You could also tell the javadoc task to include the author and version information using the respective attributes.

You could also group the packages together using the group attribute, so that it becomes easy to navigate.

Putting it all together

Let us continue our theme of the Hello world Fax application. Let us add a documentation target to our Fax application project.

Given below is an example javadoc task used in our project. In this example, we have specified the javadoc to use the src.dir as the source directory, and doc as the target.

We have also customized the window title, the header, and the footer information that appear on the java documentation pages.

Also, we have created three groups:

  • one for the utility classes in our source folder,
  • one for the user interfaces classes, and
  • one for the database related classes.

You may notice that the data package group has two packages -– faxapp.entity and faxapp.dao.

<target name = "generate-javadoc">
   <javadoc packagenames="faxapp.*" sourcepath="${src.dir}" 
      destdir = "doc" version = "true" windowtitle = "Fax Application">
      
      <doctitle><![CDATA[= Fax Application =]]></doctitle>
      
      <bottom>
         <![CDATA[Copyright © 2011. All Rights Reserved.]]>
      </bottom>
      
      <group title = "util packages" packages = "faxapp.util.*"/>
      <group title = "web packages" packages = "faxapp.web.*"/>
      <group title = "data packages" packages = "faxapp.entity.*:faxapp.dao.*"/>
   </javadoc>
   
   <echo message = "java doc has been generated!" />
</target>

Let us execute the javadoc Ant task.
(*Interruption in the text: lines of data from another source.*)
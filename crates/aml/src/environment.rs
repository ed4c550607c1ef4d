//! Lexical scopes (spec §4.4).
//!
//! Each `Environment` is a flat slot array plus a name→index map, behind a
//! `Mutex` rather than a `RefCell`: a closure's environment can be captured
//! by a `spawn`ed task running on another OS thread (spec §4.7), so the
//! scope chain has to be `Send + Sync`. Statically resolved identifiers
//! (`Addr::depth`/`Addr::index`, set once by [`crate::resolver::Resolver`])
//! index straight into `slots`, walking `enclosing` links `depth` times;
//! anything left unresolved (module-level forward references, dynamically
//! introduced globals) falls back to the name map via
//! [`Environment::try_get`]/[`Environment::try_assign`].

use std::fmt;
use std::sync::{Arc, Mutex};

use ahash::AHashSet;
use indexmap::IndexMap;

use crate::error::AmlError;
use crate::value::Value;

pub struct Environment {
    enclosing: Option<Arc<Environment>>,
    slots: Mutex<Vec<Value>>,
    names: Mutex<IndexMap<String, usize>>,
    constants: Mutex<AHashSet<usize>>,
}

impl Environment {
    pub fn global() -> Arc<Self> {
        Arc::new(Self {
            enclosing: None,
            slots: Mutex::new(Vec::new()),
            names: Mutex::new(IndexMap::new()),
            constants: Mutex::new(AHashSet::default()),
        })
    }

    pub fn child(enclosing: &Arc<Environment>) -> Arc<Self> {
        Arc::new(Self {
            enclosing: Some(enclosing.clone()),
            slots: Mutex::new(Vec::new()),
            names: Mutex::new(IndexMap::new()),
            constants: Mutex::new(AHashSet::default()),
        })
    }

    pub fn enclosing(&self) -> Option<&Arc<Environment>> {
        self.enclosing.as_ref()
    }

    /// Defines a new binding in this scope, returning its slot index.
    /// Redeclaring an existing name in the same scope reuses its slot
    /// (the resolver already warns about this; we don't re-validate here).
    pub fn define(&self, name: &str, value: Value, is_const: bool) -> usize {
        let mut slots = self.slots.lock().unwrap();
        let mut names = self.names.lock().unwrap();
        let index = if let Some(&existing) = names.get(name) {
            slots[existing] = value;
            existing
        } else {
            let index = slots.len();
            slots.push(value);
            names.insert(name.to_owned(), index);
            index
        };
        if is_const {
            self.constants.lock().unwrap().insert(index);
        }
        index
    }

    fn ancestor(self: &Arc<Self>, depth: i32) -> Arc<Environment> {
        let mut env = self.clone();
        for _ in 0..depth {
            env = env.enclosing.clone().expect("resolver produced an out-of-range depth");
        }
        env
    }

    pub fn get_at(self: &Arc<Self>, depth: i32, index: i32) -> Value {
        let env = self.ancestor(depth);
        env.slots.lock().unwrap()[index as usize].clone()
    }

    pub fn assign_at(self: &Arc<Self>, depth: i32, index: i32, value: Value, line: u32, column: u32) -> Result<(), AmlError> {
        let env = self.ancestor(depth);
        let idx = index as usize;
        if env.constants.lock().unwrap().contains(&idx) {
            let name = env.names.lock().unwrap().iter().find(|(_, &i)| i == idx).map(|(n, _)| n.clone()).unwrap_or_default();
            return Err(AmlError::constant_reassignment(&name, line, column));
        }
        env.slots.lock().unwrap()[idx] = value;
        Ok(())
    }

    /// Dynamic fallback lookup by name, walking the enclosing chain. Used
    /// when an identifier's static address never got resolved (spec §4.4).
    pub fn try_get(self: &Arc<Self>, name: &str) -> Option<Value> {
        if let Some(&index) = self.names.lock().unwrap().get(name) {
            return Some(self.slots.lock().unwrap()[index].clone());
        }
        self.enclosing.as_ref().and_then(|e| e.try_get(name))
    }

    pub fn try_assign(self: &Arc<Self>, name: &str, value: Value, line: u32, column: u32) -> Result<bool, AmlError> {
        if let Some(&index) = self.names.lock().unwrap().get(name) {
            if self.constants.lock().unwrap().contains(&index) {
                return Err(AmlError::constant_reassignment(name, line, column));
            }
            self.slots.lock().unwrap()[index] = value;
            return Ok(true);
        }
        match &self.enclosing {
            Some(e) => e.try_assign(name, value, line, column),
            None => Ok(false),
        }
    }

    /// Names declared directly in this scope (not an enclosing one), with
    /// their current value and constant-ness. Used by `NamespaceDecl`
    /// evaluation to turn a freshly executed block into a [`crate::value::Namespace`]'s
    /// member map (spec §4.5.3).
    pub fn local_bindings(&self) -> Vec<(String, Value, bool)> {
        let names = self.names.lock().unwrap();
        let slots = self.slots.lock().unwrap();
        let constants = self.constants.lock().unwrap();
        names.iter().map(|(name, &index)| (name.clone(), slots[index].clone(), constants.contains(&index))).collect()
    }

    pub fn is_const_name(&self, name: &str) -> bool {
        match self.names.lock().unwrap().get(name) {
            Some(&index) => self.constants.lock().unwrap().contains(&index),
            None => self.enclosing.as_ref().is_some_and(|e| e.is_const_name(name)),
        }
    }
}

impl fmt::Debug for Environment {
    fn fmt(&self, f: &mut fmt::Formatter<'_>) -> fmt::Result {
        write!(f, "Environment({} slots)", self.slots.lock().unwrap().len())
    }
}

#[cfg(test)]
mod tests {
    use super::*;

    #[test]
    fn nested_scope_resolves_through_depth() {
        let global = Environment::global();
        global.define("x", Value::Int(1), false);
        let child = Environment::child(&global);
        assert_eq!(child.get_at(1, 0).type_name(), "int");
    }

    #[test]
    fn assigning_a_constant_slot_errors() {
        let global = Environment::global();
        global.define("pi", Value::Float(3.14), true);
        let err = global.assign_at(0, 0, Value::Int(0), 1, 1).unwrap_err();
        assert_eq!(err.kind, crate::error::ErrorKind::ConstantReassignment);
    }

    #[test]
    fn dynamic_fallback_finds_name_in_enclosing_scope() {
        let global = Environment::global();
        global.define("y", Value::Int(42), false);
        let child = Environment::child(&global);
        let found = child.try_get("y").unwrap();
        assert!(matches!(found, Value::Int(42)));
    }
}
It generates and places the java documentation files in the doc folder.

When the javadoc target is executed, it produces the following outcome:

C:\>ant generate-javadoc
Buildfile: C:\build.xml

java doc has been generated!

BUILD SUCCESSFUL
Total time: 10.63 second

The java documentation files are now present in the doc folder.

Typically, the javadoc files are generated as a part of the release or package targets.